WHAT TO DO :: Your answer should be every line of the records that contains the word "write", copied as it stands.

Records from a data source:

******************************

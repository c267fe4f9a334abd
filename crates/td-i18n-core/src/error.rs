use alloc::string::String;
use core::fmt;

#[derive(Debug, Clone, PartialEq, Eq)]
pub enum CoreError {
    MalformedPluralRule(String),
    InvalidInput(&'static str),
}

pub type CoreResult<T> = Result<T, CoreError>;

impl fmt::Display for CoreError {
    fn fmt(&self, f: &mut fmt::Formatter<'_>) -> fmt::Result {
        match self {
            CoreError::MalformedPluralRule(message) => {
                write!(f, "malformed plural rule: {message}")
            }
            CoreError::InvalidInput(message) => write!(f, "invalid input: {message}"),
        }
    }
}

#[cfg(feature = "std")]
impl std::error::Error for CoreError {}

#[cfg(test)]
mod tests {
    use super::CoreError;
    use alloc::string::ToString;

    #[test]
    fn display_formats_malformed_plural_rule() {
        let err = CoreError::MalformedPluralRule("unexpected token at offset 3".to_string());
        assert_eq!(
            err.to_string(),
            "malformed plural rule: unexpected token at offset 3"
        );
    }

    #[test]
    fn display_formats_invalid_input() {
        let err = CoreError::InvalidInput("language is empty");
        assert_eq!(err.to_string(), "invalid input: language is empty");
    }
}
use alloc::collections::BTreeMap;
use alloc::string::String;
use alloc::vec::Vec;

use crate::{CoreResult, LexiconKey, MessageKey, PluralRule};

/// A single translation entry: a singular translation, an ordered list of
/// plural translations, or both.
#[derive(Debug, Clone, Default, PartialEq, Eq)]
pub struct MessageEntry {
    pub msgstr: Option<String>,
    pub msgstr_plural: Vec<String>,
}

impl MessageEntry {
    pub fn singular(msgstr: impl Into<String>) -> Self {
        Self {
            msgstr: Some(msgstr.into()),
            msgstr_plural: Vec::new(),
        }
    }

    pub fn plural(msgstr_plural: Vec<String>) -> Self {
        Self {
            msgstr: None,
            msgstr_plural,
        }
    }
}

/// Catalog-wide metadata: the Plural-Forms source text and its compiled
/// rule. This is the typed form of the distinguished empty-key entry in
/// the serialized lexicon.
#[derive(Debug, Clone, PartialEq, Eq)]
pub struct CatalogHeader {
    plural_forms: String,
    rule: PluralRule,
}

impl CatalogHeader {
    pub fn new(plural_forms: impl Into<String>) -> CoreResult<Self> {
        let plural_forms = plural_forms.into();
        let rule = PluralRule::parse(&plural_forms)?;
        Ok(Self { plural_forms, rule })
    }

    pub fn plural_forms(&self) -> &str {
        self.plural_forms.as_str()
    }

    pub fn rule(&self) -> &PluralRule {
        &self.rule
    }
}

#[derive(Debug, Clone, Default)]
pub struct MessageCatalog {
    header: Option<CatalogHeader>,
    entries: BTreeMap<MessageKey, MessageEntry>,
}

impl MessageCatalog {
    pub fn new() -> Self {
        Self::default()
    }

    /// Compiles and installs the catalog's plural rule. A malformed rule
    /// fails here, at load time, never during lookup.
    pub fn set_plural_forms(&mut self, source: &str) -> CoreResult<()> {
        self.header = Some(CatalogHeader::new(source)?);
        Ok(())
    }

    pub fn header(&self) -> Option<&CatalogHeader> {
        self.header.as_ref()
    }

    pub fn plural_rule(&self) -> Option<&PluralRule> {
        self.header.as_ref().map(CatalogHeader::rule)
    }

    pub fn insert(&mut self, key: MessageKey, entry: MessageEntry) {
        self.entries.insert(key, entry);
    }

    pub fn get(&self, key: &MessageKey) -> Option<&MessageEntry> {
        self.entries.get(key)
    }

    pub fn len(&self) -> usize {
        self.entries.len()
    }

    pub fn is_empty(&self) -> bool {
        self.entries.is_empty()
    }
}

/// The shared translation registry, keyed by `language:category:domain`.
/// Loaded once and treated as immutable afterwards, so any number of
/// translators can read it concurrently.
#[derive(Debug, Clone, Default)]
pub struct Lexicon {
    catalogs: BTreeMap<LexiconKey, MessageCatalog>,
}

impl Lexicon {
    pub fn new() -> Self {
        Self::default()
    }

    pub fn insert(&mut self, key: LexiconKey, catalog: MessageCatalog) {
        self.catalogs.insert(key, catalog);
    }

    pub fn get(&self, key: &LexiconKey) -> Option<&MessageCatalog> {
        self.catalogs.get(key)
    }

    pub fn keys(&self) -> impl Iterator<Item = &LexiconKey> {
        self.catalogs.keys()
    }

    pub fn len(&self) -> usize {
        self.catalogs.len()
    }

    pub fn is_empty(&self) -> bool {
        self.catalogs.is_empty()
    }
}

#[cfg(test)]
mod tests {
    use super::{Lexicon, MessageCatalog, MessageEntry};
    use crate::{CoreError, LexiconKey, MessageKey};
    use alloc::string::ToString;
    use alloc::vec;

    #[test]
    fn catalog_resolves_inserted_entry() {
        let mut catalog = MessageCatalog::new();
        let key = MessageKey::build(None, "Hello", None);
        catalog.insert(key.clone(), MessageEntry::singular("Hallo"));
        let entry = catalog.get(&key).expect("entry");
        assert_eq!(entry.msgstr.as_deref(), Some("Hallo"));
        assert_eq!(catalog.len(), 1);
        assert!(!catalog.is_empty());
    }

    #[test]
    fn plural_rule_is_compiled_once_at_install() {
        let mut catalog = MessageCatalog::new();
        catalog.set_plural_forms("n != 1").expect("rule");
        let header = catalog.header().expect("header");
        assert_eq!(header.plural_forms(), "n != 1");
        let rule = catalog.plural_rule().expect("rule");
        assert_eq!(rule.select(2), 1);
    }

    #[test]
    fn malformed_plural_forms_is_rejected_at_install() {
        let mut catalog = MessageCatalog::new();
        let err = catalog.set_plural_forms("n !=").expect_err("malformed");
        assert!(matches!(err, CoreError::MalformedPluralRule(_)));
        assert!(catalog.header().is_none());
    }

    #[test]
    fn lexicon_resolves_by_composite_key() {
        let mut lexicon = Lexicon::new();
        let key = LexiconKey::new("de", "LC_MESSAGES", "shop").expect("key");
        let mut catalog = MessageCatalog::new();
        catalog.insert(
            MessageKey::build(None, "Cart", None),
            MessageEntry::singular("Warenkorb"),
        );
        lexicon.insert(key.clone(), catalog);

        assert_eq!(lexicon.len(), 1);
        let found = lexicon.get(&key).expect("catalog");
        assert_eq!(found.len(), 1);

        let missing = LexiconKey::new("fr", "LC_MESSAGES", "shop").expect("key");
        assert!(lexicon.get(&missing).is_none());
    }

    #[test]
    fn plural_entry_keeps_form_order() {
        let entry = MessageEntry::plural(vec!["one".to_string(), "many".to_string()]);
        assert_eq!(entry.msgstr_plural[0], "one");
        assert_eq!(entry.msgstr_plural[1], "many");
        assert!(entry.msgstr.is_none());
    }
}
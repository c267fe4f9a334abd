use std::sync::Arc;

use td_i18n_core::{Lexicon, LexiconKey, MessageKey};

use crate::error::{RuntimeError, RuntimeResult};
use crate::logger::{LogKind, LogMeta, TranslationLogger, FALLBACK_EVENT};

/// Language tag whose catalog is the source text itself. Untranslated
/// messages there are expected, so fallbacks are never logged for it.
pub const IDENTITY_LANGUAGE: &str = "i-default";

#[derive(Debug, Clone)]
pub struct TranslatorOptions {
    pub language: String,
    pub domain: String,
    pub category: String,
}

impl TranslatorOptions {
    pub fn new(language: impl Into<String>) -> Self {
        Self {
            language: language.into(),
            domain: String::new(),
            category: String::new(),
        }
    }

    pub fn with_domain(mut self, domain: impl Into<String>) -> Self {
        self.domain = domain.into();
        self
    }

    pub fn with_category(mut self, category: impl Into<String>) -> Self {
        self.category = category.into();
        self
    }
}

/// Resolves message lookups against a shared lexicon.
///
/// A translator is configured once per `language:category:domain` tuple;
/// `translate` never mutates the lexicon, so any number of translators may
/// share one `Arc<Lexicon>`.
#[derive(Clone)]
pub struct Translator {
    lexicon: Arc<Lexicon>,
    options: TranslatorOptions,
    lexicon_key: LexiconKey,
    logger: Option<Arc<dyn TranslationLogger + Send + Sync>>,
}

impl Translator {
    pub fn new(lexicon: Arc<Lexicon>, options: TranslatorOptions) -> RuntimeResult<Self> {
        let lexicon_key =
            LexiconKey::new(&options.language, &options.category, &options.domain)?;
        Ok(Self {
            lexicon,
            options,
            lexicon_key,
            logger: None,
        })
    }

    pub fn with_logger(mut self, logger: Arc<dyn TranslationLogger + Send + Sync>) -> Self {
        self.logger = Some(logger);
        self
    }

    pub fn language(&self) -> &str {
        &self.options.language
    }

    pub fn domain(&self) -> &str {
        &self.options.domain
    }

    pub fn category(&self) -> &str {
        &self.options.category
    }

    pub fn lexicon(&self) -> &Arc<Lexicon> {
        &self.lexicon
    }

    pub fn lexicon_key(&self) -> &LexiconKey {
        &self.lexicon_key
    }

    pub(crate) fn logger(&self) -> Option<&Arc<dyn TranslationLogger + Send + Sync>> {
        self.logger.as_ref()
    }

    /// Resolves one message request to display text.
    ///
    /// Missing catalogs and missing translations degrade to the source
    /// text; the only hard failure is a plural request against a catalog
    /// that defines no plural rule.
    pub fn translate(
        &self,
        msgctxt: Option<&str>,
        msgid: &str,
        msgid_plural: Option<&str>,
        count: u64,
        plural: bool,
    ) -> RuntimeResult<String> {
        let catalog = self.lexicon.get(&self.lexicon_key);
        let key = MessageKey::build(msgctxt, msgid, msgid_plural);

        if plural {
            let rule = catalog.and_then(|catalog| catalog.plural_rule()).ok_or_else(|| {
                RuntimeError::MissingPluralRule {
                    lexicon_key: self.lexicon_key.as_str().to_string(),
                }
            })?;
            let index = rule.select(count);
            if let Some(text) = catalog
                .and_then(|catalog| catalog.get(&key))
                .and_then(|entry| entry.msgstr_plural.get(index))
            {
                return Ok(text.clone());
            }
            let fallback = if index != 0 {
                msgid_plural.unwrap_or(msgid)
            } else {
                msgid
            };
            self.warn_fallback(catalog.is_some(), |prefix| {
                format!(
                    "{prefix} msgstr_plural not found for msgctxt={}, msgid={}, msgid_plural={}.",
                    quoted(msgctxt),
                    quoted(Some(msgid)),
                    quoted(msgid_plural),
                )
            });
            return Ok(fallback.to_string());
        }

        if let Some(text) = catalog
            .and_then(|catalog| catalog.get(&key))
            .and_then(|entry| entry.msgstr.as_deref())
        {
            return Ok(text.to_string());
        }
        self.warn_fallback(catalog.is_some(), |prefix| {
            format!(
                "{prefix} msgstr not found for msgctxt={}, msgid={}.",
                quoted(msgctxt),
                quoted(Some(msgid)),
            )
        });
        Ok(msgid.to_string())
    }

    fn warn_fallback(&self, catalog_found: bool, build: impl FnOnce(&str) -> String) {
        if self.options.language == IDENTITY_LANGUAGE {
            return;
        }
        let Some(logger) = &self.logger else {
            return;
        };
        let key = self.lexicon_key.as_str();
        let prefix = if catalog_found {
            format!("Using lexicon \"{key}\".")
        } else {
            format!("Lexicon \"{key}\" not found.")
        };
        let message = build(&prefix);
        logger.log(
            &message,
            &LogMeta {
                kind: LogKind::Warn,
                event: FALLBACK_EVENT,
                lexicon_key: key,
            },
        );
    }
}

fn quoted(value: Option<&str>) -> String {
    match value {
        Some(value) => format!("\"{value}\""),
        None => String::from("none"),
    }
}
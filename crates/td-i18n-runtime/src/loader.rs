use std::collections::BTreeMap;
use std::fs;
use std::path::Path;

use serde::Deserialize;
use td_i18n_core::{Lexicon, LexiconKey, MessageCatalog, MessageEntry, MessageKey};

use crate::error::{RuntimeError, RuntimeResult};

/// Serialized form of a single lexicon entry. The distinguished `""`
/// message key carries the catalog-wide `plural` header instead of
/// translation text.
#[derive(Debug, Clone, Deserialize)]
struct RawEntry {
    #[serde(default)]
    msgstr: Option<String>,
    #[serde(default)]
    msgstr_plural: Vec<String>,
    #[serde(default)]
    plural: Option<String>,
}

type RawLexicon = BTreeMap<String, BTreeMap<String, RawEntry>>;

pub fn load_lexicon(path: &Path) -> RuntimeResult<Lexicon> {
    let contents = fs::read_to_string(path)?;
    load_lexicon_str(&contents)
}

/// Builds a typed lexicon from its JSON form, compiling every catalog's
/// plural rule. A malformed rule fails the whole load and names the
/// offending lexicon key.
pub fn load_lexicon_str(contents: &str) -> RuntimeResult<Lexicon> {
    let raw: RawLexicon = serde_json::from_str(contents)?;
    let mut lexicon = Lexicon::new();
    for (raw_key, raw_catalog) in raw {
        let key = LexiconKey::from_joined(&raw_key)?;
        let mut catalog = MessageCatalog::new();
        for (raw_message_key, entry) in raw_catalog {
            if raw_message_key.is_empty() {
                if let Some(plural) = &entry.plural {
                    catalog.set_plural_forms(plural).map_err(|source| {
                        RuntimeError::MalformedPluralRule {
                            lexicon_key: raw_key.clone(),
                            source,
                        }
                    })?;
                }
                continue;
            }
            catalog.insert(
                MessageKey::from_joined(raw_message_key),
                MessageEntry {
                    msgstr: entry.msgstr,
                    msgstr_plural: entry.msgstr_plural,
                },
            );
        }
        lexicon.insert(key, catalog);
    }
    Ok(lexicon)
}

******************************

PROBLEM SOLUTION ::
                write!(f, "malformed plural rule: {message}")
            CoreError::InvalidInput(message) => write!(f, "invalid input: {message}"),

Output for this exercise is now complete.